Start of EXTRACTED RECORDS
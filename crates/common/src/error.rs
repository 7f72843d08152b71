//! Error types for Meshboard
//!
//! Onboarding failures are split by the phase that produced them so a caller
//! can tell a device that was never touched from one that is configured but
//! not yet registered.

use serde::Serialize;
use thiserror::Error;

/// Result type alias using the Meshboard [`Error`]
pub type Result<T> = std::result::Result<T, Error>;

/// Errors raised outside of a single onboarding attempt (config, inventory, I/O)
#[derive(Error, Debug)]
pub enum Error {
    #[error("IO error: {0}")]
    Io(#[from] std::io::Error),

    #[error("Serialization error: {0}")]
    Serialization(#[from] serde_json::Error),

    #[error("TOML parse error: {0}")]
    TomlParse(#[from] toml::de::Error),

    #[error("TOML encode error: {0}")]
    TomlEncode(#[from] toml::ser::Error),

    #[error("Invalid configuration: {0}")]
    InvalidConfig(String),

    #[error("Invalid inventory: {0}")]
    InvalidInventory(String),

    #[error(transparent)]
    Credential(#[from] CredentialError),

    #[error("HTTP client error: {0}")]
    HttpClient(String),

    #[error("Invalid state transition: {from} -> {to}")]
    InvalidStateTransition { from: String, to: String },
}

/// Phase of the onboarding workflow that produced a failure
#[derive(Debug, Clone, Copy, PartialEq, Eq, Serialize)]
#[serde(rename_all = "snake_case")]
pub enum FailedPhase {
    Validating,
    Configuring,
    Registering,
}

impl std::fmt::Display for FailedPhase {
    fn fmt(&self, f: &mut std::fmt::Formatter<'_>) -> std::fmt::Result {
        match self {
            FailedPhase::Validating => write!(f, "validating"),
            FailedPhase::Configuring => write!(f, "configuring"),
            FailedPhase::Registering => write!(f, "registering"),
        }
    }
}

/// Rejected device descriptor. Never involves the network.
#[derive(Error, Debug, Clone, PartialEq, Eq)]
pub enum ValidationError {
    #[error("{0} must not be empty")]
    EmptyField(&'static str),

    #[error("hostname '{hostname}' is too long ({got} > {max} characters)")]
    HostnameTooLong { hostname: String, max: usize, got: usize },

    #[error("hostname '{hostname}' contains invalid character '{char}' at position {position}")]
    HostnameInvalidCharacter {
        hostname: String,
        position: usize,
        char: char,
    },

    #[error("hostname '{0}' must not start or end with a hyphen")]
    HostnameHyphen(String),

    #[error("tag '{0}' must start with 'tag:' and have a non-empty name")]
    InvalidTag(String),
}

/// Failure to turn a credential reference into a usable secret
#[derive(Error, Debug, Clone, PartialEq, Eq)]
pub enum CredentialError {
    #[error("credential '{reference}' not found (expected {source_hint})")]
    NotFound {
        reference: String,
        source_hint: String,
    },

    #[error("credential '{reference}' is a {found} credential, expected {expected}")]
    WrongKind {
        reference: String,
        expected: &'static str,
        found: &'static str,
    },
}

/// Device-side failure, carrying the target that failed
#[derive(Error, Debug, Clone)]
#[error("configuration of {target} failed: {kind}")]
pub struct ConfigError {
    pub target: String,
    pub kind: ConfigErrorKind,
}

/// What went wrong while configuring a device
#[derive(Error, Debug, Clone)]
pub enum ConfigErrorKind {
    #[error("transport error: {0}")]
    Transport(String),

    #[error("timed out after {seconds}s")]
    Timeout { seconds: u64 },

    #[error("authentication failed: {0}")]
    Auth(String),

    #[error("step '{step}' rejected: {detail}")]
    CommandRejected { step: String, detail: String },

    #[error(transparent)]
    Credential(#[from] CredentialError),
}

impl ConfigError {
    pub fn new(target: impl Into<String>, kind: ConfigErrorKind) -> Self {
        Self {
            target: target.into(),
            kind,
        }
    }

    pub fn transport(target: impl Into<String>, detail: impl std::fmt::Display) -> Self {
        Self::new(target, ConfigErrorKind::Transport(detail.to_string()))
    }

    pub fn rejected(
        target: impl Into<String>,
        step: impl Into<String>,
        detail: impl Into<String>,
    ) -> Self {
        Self::new(
            target,
            ConfigErrorKind::CommandRejected {
                step: step.into(),
                detail: detail.into(),
            },
        )
    }

    /// Map a reqwest failure onto the transport/timeout split
    pub fn from_http(target: impl Into<String>, err: &reqwest::Error, timeout_secs: u64) -> Self {
        if err.is_timeout() {
            Self::new(target, ConfigErrorKind::Timeout { seconds: timeout_secs })
        } else {
            Self::transport(target, err)
        }
    }

    /// Transport failures and timeouts may succeed on a later attempt
    pub fn is_retryable(&self) -> bool {
        matches!(
            self.kind,
            ConfigErrorKind::Transport(_) | ConfigErrorKind::Timeout { .. }
        )
    }
}

/// Mesh-side failure, carrying the hostname being registered
#[derive(Error, Debug, Clone)]
pub enum RegistrationError {
    #[error("mesh service unreachable while registering {hostname}: {detail}")]
    Transport { hostname: String, detail: String },

    #[error("mesh service timed out after {seconds}s while registering {hostname}")]
    Timeout { hostname: String, seconds: u64 },

    #[error("mesh service rejected credentials for {hostname} (HTTP {status})")]
    Auth { hostname: String, status: u16 },

    #[error("hostname {hostname} is already registered with tags {existing_tags:?}")]
    AlreadyRegistered {
        hostname: String,
        existing_tags: Vec<String>,
    },

    #[error("mesh service rejected {hostname} (HTTP {status}): {body}")]
    Rejected {
        hostname: String,
        status: u16,
        body: String,
    },

    #[error("unexpected mesh service response for {hostname}: {detail}")]
    InvalidResponse { hostname: String, detail: String },
}

impl RegistrationError {
    pub fn from_http(hostname: impl Into<String>, err: &reqwest::Error, timeout_secs: u64) -> Self {
        let hostname = hostname.into();
        if err.is_timeout() {
            Self::Timeout {
                hostname,
                seconds: timeout_secs,
            }
        } else {
            Self::Transport {
                hostname,
                detail: err.to_string(),
            }
        }
    }

    /// Transport failures, timeouts, rate limiting and server errors are
    /// retryable. Auth and validation-style rejections are not.
    pub fn is_retryable(&self) -> bool {
        match self {
            RegistrationError::Transport { .. } | RegistrationError::Timeout { .. } => true,
            RegistrationError::Rejected { status, .. } => *status == 429 || *status >= 500,
            RegistrationError::Auth { .. }
            | RegistrationError::AlreadyRegistered { .. }
            | RegistrationError::InvalidResponse { .. } => false,
        }
    }

    /// Short classification label used in reports
    pub fn kind(&self) -> &'static str {
        match self {
            RegistrationError::Transport { .. } => "transport",
            RegistrationError::Timeout { .. } => "timeout",
            RegistrationError::Auth { .. } => "auth",
            RegistrationError::AlreadyRegistered { .. } => "already_registered",
            RegistrationError::Rejected { .. } => "rejected",
            RegistrationError::InvalidResponse { .. } => "invalid_response",
        }
    }
}

/// Any failure that can end an onboarding attempt
#[derive(Error, Debug, Clone)]
pub enum OnboardingError {
    #[error("validation failed: {0}")]
    Validation(#[from] ValidationError),

    #[error(transparent)]
    Config(#[from] ConfigError),

    #[error(transparent)]
    Registration(#[from] RegistrationError),
}

impl OnboardingError {
    /// Phase the error belongs to
    pub fn phase(&self) -> FailedPhase {
        match self {
            OnboardingError::Validation(_) => FailedPhase::Validating,
            OnboardingError::Config(_) => FailedPhase::Configuring,
            OnboardingError::Registration(_) => FailedPhase::Registering,
        }
    }

    pub fn is_retryable(&self) -> bool {
        match self {
            OnboardingError::Validation(_) => false,
            OnboardingError::Config(e) => e.is_retryable(),
            OnboardingError::Registration(e) => e.is_retryable(),
        }
    }

    /// Short classification label used in reports
    pub fn kind(&self) -> &'static str {
        match self {
            OnboardingError::Validation(_) => "validation",
            OnboardingError::Config(e) => match e.kind {
                ConfigErrorKind::Transport(_) => "transport",
                ConfigErrorKind::Timeout { .. } => "timeout",
                ConfigErrorKind::Auth(_) => "auth",
                ConfigErrorKind::CommandRejected { .. } => "command_rejected",
                ConfigErrorKind::Credential(_) => "credential",
            },
            OnboardingError::Registration(e) => e.kind(),
        }
    }
}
End of EXTRACTED RECORDS
**YOUR ASSIGNMENT**
Your reply should be the number of lines in the entries that contain "reqwest", nothing more.

**ANSWER TO THE PROBLEM**
3